In [None]:
import nltk
import string
from nltk.tokenize import word_tokenize
import pandas as pd

# Natural Language Processing

## News Category Dataset
Identify the type of news based on headlines and short descriptions

https://www.kaggle.com/rmisra/news-category-dataset

### Load the data

In [None]:
# only the TECH category was selected
df = pd.read_json('data/News_Category_Dataset_v2.json', lines=True)
df.head()

In [None]:
# concatenate the headline and the short description
df['headline_short_description'] = df['headline'] + ' - ' + df['short_description']
corpus = list(df['headline_short_description'].values)
news = corpus.copy()
news

In [None]:
# get the list of most popular words
from nltk.probability import FreqDist
import itertools
nltk.download('punkt')
news_chart = news.copy()
for i in range(len(news_chart)):
    news_chart[i] = word_tokenize(news_chart[i])
# merge a list of lists
all_news = list(itertools.chain.from_iterable(news_chart))
# frequency distribution
fdist = FreqDist(all_news)
print(fdist.most_common(30))
# Frequency Distribution Plot
import matplotlib.pyplot as plt
fdist.plot(30,cumulative=False)
plt.show()

### Lowercase, remove punctuation, spaces

In [None]:
for i in range(len(news)):
    # lowercase
    news[i] = str(news[i]).lower()
    # remove punctuation
    translator = str.maketrans('','',string.punctuation)
    news[i] = news[i].translate(translator)
    # remove spaces at the begenning and at the end
    news[i] = news[i].strip()
news

### Tokenize

In [None]:
# nltk.download('punkt')
for i in range(len(news)):
    news[i] = word_tokenize(news[i])
news

### Stopwords

In [None]:
from nltk.corpus import stopwords
# nltk.download('stopwords')

# for a more complete list of stopwords and in other languages: https://www.ranks.nl/stopwords
# pritn the stop_words
stop_words = set(stopwords.words('english'))
print(stop_words)

for i in range(len(news)):
    news[i] = [word for word in news[i] if not word in stop_words]
news

### Frequency Distribution

In [None]:
from nltk.probability import FreqDist
import itertools

# merge a list of lists
all_news = list(itertools.chain.from_iterable(news))

# Frequency distribution
fdist = FreqDist(all_news)
print(fdist.most_common(30))

# Frequency Distribution Plot
import matplotlib.pyplot as plt
fdist.plot(30,cumulative=False)
plt.show()

### Stemming

In [None]:
# Stemming
from nltk.stem import PorterStemmer

stemmer = PorterStemmer()

for i in range(5):
    stemmed_words=[]
    for word in news[i]:
        stemmed_words.append(stemmer.stem(word))

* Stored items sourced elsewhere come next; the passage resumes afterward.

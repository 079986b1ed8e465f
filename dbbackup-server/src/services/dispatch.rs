//! Job creation and hand-off to the worker pool.

use crate::db::with_conn;
use crate::error::AppError;
use crate::models::job::{self, Job, JobKind, JobStatus, TriggerOrigin};
use crate::models::resource;
use crate::services::disk;
use crate::services::pipeline::{self, PipelineError, RestoreSource};
use crate::services::retention;
use crate::services::workers::panic_message;
use crate::state::AppState;
use futures_util::FutureExt;
use std::panic::AssertUnwindSafe;
use std::sync::Arc;

async fn create_job(
    state: &AppState,
    resource_id: &str,
    kind: JobKind,
    trigger: TriggerOrigin,
) -> Result<Job, AppError> {
    let rid = resource_id.to_string();
    let created = with_conn(&state.db, move |conn| {
        match resource::find_by_id(conn, &rid)? {
            Some(r) if !r.is_deleted() => Ok(Some(job::create(conn, &rid, kind, trigger)?)),
            _ => Ok(None),
        }
    })
    .await?;
    created.ok_or_else(|| AppError::NotFound(format!("Resource {resource_id} not found")))
}

/// Create a running backup job and queue it. Returns before the dump starts.
pub async fn enqueue_backup(
    state: &Arc<AppState>,
    resource_id: &str,
    trigger: TriggerOrigin,
) -> Result<Job, AppError> {
    let job = create_job(state, resource_id, JobKind::Backup, trigger).await?;
    tracing::info!(job_id = %job.id, resource_id = %resource_id, trigger = %trigger, "Backup queued");

    let state2 = state.clone();
    let (jid, rid) = (job.id.clone(), resource_id.to_string());
    state.workers.spawn(async move {
        execute_backup(&state2, &jid, &rid).await;
    });
    Ok(job)
}

/// Create a running restore job and queue it.
pub async fn enqueue_restore(
    state: &Arc<AppState>,
    resource_id: &str,
    source: RestoreSource,
) -> Result<Job, AppError> {
    if !state.config.restore_mode {
        return Err(PipelineError::RestoreDisabled.into());
    }
    let trigger = match source {
        RestoreSource::Upload { .. } => TriggerOrigin::Upload,
        RestoreSource::Backup { .. } => TriggerOrigin::Manual,
    };
    let job = create_job(state, resource_id, JobKind::Restore, trigger).await?;
    tracing::info!(job_id = %job.id, resource_id = %resource_id, "Restore queued");

    let state2 = state.clone();
    let (jid, rid) = (job.id.clone(), resource_id.to_string());
    state.workers.spawn(async move {
        execute_restore(&state2, &jid, &rid, source).await;
    });
    Ok(job)
}

/// Run a backup job to completion, then chain retention and disk metrics.
/// Never returns an error; every outcome ends up on the job record or the log.
pub async fn execute_backup(state: &AppState, job_id: &str, resource_id: &str) -> Option<Job> {
    let outcome = AssertUnwindSafe(pipeline::run_backup(state, job_id, resource_id))
        .catch_unwind()
        .await;
    let job = settle(state, job_id, outcome).await?;

    if job.status == JobStatus::Completed {
        match retention::enforce(state, Some(resource_id)).await {
            Ok(report) if !report.failures.is_empty() => {
                tracing::warn!(resource_id = %resource_id, failures = report.failures.len(), "Retention finished with failures")
            }
            Ok(_) => {}
            Err(e) => tracing::error!(resource_id = %resource_id, error = %e, "Retention failed"),
        }
        disk::refresh_metric(&state.config.data_dir).await;
    }
    Some(job)
}

pub async fn execute_restore(
    state: &AppState,
    job_id: &str,
    resource_id: &str,
    source: RestoreSource,
) -> Option<Job> {
    let outcome = AssertUnwindSafe(pipeline::run_restore(state, job_id, resource_id, source))
        .catch_unwind()
        .await;
    settle(state, job_id, outcome).await
}

async fn settle(
    state: &AppState,
    job_id: &str,
    outcome: std::thread::Result<Result<Job, PipelineError>>,
) -> Option<Job> {
    let log = match outcome {
        Ok(Ok(job)) => return Some(job),
        Ok(Err(PipelineError::NotFound(what))) => {
            tracing::warn!(job_id = %job_id, "Pipeline skipped: {what}");
            return None;
        }
        Ok(Err(PipelineError::NotRunning(_))) => {
            tracing::warn!(job_id = %job_id, "Pipeline skipped: job already concluded");
            return None;
        }
        Ok(Err(e)) => format!("{e:#}"),
        Err(panic) => format!("pipeline panicked: {}", panic_message(&panic)),
    };

    tracing::error!(job_id = %job_id, error = %log, "Pipeline aborted");
    if let Err(e) = pipeline::fail_job(state, job_id, &log).await {
        tracing::error!(job_id = %job_id, error = %e, "Failed to mark job failed");
    }
    None
}

/// Body of a per-resource timer firing.
pub async fn run_scheduled_backup(state: &AppState, resource_id: &str) {
    let rid = resource_id.to_string();
    let created = with_conn(&state.db, move |conn| match resource::find_by_id(conn, &rid)? {
        Some(r) if r.active_schedule().is_some() => {
            Ok(Some(job::create(conn, &rid, JobKind::Backup, TriggerOrigin::Scheduled)?))
        }
        _ => Ok(None),
    })
    .await;

    let job = match created {
        Ok(Some(job)) => job,
        Ok(None) => {
            tracing::warn!(resource_id = %resource_id, "Timer fired for a resource that is gone or unscheduled");
            return;
        }
        Err(e) => {
            tracing::error!(resource_id = %resource_id, error = %e, "Failed to create scheduled job");
            return;
        }
    };

    tracing::info!(job_id = %job.id, resource_id = %resource_id, "Starting scheduled backup");
    execute_backup(state, &job.id, resource_id).await;
}

#[cfg(all(test, unix))]
mod tests {
    use super::*;
    use crate::models::resource::Compression;
    use crate::test_support::{create_resource, TestEnv};

    #[tokio::test(flavor = "multi_thread")]
    async fn test_enqueue_backup_returns_running_job() {
        let env = TestEnv::new(false).await;
        env.tool("pg_dump", "sleep 0.2; printf dump");
        let resource = create_resource(&env.state, "Main DB", Compression::None).await;

        let job = enqueue_backup(&env.state, &resource.id, TriggerOrigin::Manual).await.unwrap();
        assert_eq!(job.status, JobStatus::Running);

        env.state.workers.drain().await;
        assert_eq!(env.job(&job.id).await.status, JobStatus::Completed);
    }

    #[tokio::test(flavor = "multi_thread")]
    async fn test_enqueue_for_unknown_resource_is_not_found() {
        let env = TestEnv::new(false).await;
        let err = enqueue_backup(&env.state, "nope", TriggerOrigin::Manual).await.unwrap_err();
        assert!(matches!(err, AppError::NotFound(_)));
    }

    #[tokio::test(flavor = "multi_thread")]
    async fn test_restore_disabled_creates_no_job() {
        let env = TestEnv::new(false).await;
        let resource = create_resource(&env.state, "Main DB", Compression::None).await;
        let err = enqueue_restore(&env.state, &resource.id, RestoreSource::Backup { job_id: "x".into() })
            .await
            .unwrap_err();
        assert!(matches!(err, AppError::Forbidden(_)));

        let rid = resource.id.clone();
        let jobs = with_conn(&env.state.db, move |conn| job::find_by_resource(conn, &rid)).await.unwrap();
        assert!(jobs.is_empty());
    }

    #[tokio::test(flavor = "multi_thread")]
    async fn test_restore_of_missing_backup_marks_job_failed() {
        let env = TestEnv::new(true).await;
        let resource = create_resource(&env.state, "Main DB", Compression::None).await;
        let job = enqueue_restore(&env.state, &resource.id, RestoreSource::Backup { job_id: "missing".into() })
            .await
            .unwrap();
        env.state.workers.drain().await;

        let failed = env.job(&job.id).await;
        assert_eq!(failed.status, JobStatus::Failed);
        assert!(failed.log.unwrap().contains("no completed artifact"));
    }
}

    print('Original senstence:', news[i])
    print('Stemmed sentence:', stemmed_words)
    print('')

### Lemmatization

In [None]:
# Lemmatization

from nltk.stem.wordnet import WordNetLemmatizer
# nltk.download('wordnet')

wordnet_lemmatize = WordNetLemmatizer()

for i in range(5):
    lemmatized_words=[]
    for word in news[i]:
        lemmatized_words.append(wordnet_lemmatize.lemmatize(word))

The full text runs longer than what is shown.